Closed yzhangi96 closed 2 years ago

yzhangi96 commented 2 years ago

Hi, thank you so much for the great repo! I was trying to create a new adapter class for classification but instead of doing the fitting in the class, I want to load in a pickled model. This was my attempt:

class MyClassifierAdapter(ClassifierAdapter):
    def __init__(self, model, model_path, fit_params=None):
        super(MyClassifierAdapter, self).__init__(model, fit_params)
        self.model_path: str = model_path

    def fit(self, x, y):
        '''
            x is a numpy.array of shape (n_train, n_features)
            y is a numpy.array of shape (n_train)

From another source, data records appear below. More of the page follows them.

//! Pure rendering of the manager state into a view model.
//!
//! # Design
//! `render` reads the form and the store and nothing else, so the same state
//! always yields the same `View`. Hosts draw the view however they like; the
//! `Display` impl is the plain-text layout the CLI prints.

use std::fmt;

use crate::form::FormMode;
use crate::manager::ContactsManager;
use crate::types::{EntryId, Field};

#[derive(Debug, Clone, Copy, PartialEq, Eq)]
pub enum InputKind {
    Text,
    Email,
}

#[derive(Debug, Clone, PartialEq, Eq)]
pub struct InputView {
    pub field: Field,
    pub label: &'static str,
    pub kind: InputKind,
    pub placeholder: &'static str,
    pub value: String,
    pub required: bool,
}

/// Per-row affordances.
#[derive(Debug, Clone, Copy, PartialEq, Eq)]
pub enum RowAction {
    Edit,
    Delete,
}

#[derive(Debug, Clone, PartialEq, Eq)]
pub struct RowView {
    /// 1-based position in the list.
    pub position: usize,
    pub id: EntryId,
    pub name: String,
    pub phone: String,
    pub email: String,
    pub address: String,
    pub actions: Vec<RowAction>,
}

#[derive(Debug, Clone, PartialEq, Eq)]
pub struct View {
    pub heading: &'static str,
    pub submit_label: &'static str,
    pub inputs: Vec<InputView>,
    pub list_heading: &'static str,
    pub rows: Vec<RowView>,
}

impl View {
    pub fn is_editing(&self) -> bool {
        self.heading == EDIT_HEADING
    }

    /// Entry shown at a 1-based row position.
    pub fn row(&self, position: usize) -> Option<&RowView> {
        position
            .checked_sub(1)
            .and_then(|index| self.rows.get(index))
    }
}

const ADD_HEADING: &str = "Add Contact";
const EDIT_HEADING: &str = "Edit Contact";

pub fn render(manager: &ContactsManager) -> View {
    let form = manager.form();
    let (heading, submit_label) = match form.mode() {
        FormMode::Create => (ADD_HEADING, "Add Contact"),
        FormMode::Edit(_) => (EDIT_HEADING, "Update Contact"),
    };

    let inputs = Field::ALL
        .into_iter()
        .map(|field| {
            let (label, kind, placeholder) = input_layout(field);
            InputView {
                field,
                label,
                kind,
                placeholder,
                value: form.draft().get(field).to_string(),
                required: true,
            }
        })
        .collect();

    let rows = manager
        .store()
        .entries()
        .iter()
        .enumerate()
        .map(|(index, entry)| RowView {
            position: index + 1,
            id: entry.id.clone(),
            name: entry.details.name.clone(),
            phone: entry.details.phone.clone(),
            email: entry.details.email.clone(),
            address: entry.details.address.clone(),
            actions: if entry.is_pending() {
                Vec::new()
            } else {
                vec![RowAction::Edit, RowAction::Delete]
            },
        })
        .collect();

    View {
        heading,
        submit_label,
        inputs,
        list_heading: "Your Contacts",
        rows,
    }
}

fn input_layout(field: Field) -> (&'static str, InputKind, &'static str) {
    match field {
        Field::Name => ("Name", InputKind::Text, "John Doe"),
        Field::Phone => ("Phone", InputKind::Text, "(123) 456-7890"),
        Field::Email => ("Email", InputKind::Email, "john.doe@example.com"),
        Field::Address => ("Address", InputKind::Text, "123 Main St"),
    }
}

impl fmt::Display for View {
    fn fmt(&self, f: &mut fmt::Formatter<'_>) -> fmt::Result {
        writeln!(f, "== {} ==", self.heading)?;
        for input in &self.inputs {
            let marker = if input.required { "*" } else { "" };
            let label = format!("{}{marker}", input.label);
            if input.value.is_empty() {
                writeln!(f, "  {label:<9} [ ] e.g. {}", input.placeholder)?;
            } else {
                writeln!(f, "  {label:<9} [{}]", input.value)?;
            }
        }
        writeln!(f, "  <{}>", self.submit_label)?;
        writeln!(f)?;

        writeln!(f, "== {} ==", self.list_heading)?;
        if self.rows.is_empty() {
            return writeln!(f, "  (no contacts)");
        }
        for row in &self.rows {
            if row.actions.is_empty() {
                writeln!(f, "  {}. {} (saving)", row.position, row.name)?;
            } else {
                writeln!(f, "  {}. {}", row.position, row.name)?;
            }
            for line in [&row.phone, &row.email, &row.address] {
                writeln!(f, "     {line}")?;
            }
            if !row.actions.is_empty() {
                let actions: Vec<&str> = row
                    .actions
                    .iter()
                    .map(|action| match action {
                        RowAction::Edit => "[edit]",
                        RowAction::Delete => "[delete]",
                    })
                    .collect();
                writeln!(f, "     {}", actions.join(" "))?;
            }
        }
        Ok(())
    }
}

            Here, do what is necessary to train the underlying model
            using the supplied training data
        '''
        with open(self.model_path, "rb") as p:
            self.model.fit = pickle.load(p)

    def predict(self, x):
        '''
            Obtain predictions from the underlying model

            Make sure this function returns an output that is compatible with
            the nonconformity function used. For default nonconformity functions,
            output from this function should be class probability estimates in
            a numpy.array of shape (n_test, n_classes)
        '''
        return self.model.predict_proba(x)

However, running the following gave me the error: TypeError: predict_proba() missing 1 required positional argument: 'X'

    my_classifier = XGBClassifier
    model = MyClassifierAdapter(
        model=my_classifier,
        model_path=MYPATH
    )
    nc = ClassifierNc(model)
    icp = IcpClassifier(nc)

    # This should read in the specified model
    icp.fit(data_trainx, data_trainy)

    # Calibrate the ICP using the calibration set
    icp.calibrate(data_calibratex, data_calibratey)

    # Produce predictions for the test set, with confidence 95%
    prediction = icp.predict(data_testx, significance=0.05)

Full stacktrace of the error:

Traceback (most recent call last):
  File "my_classifier_adapter.py", line 62, in <module>
    icp.calibrate(data_calibratex, data_calibratey)
  File "/lib/python3.6/site-packages/nonconformist/icp.py", line 104, in calibrate
    cal_scores = self.nc_function.score(self.cal_x, self.cal_y)
  File "/lib/python3.6/site-packages/nonconformist/nc.py", line 365, in score
    prediction = self.model.predict(x)
  File "my_classifier_adapter.py", line 41, in predict
    return self.model.predict_proba(x)
TypeError: predict_proba() missing 1 required positional argument: 'X'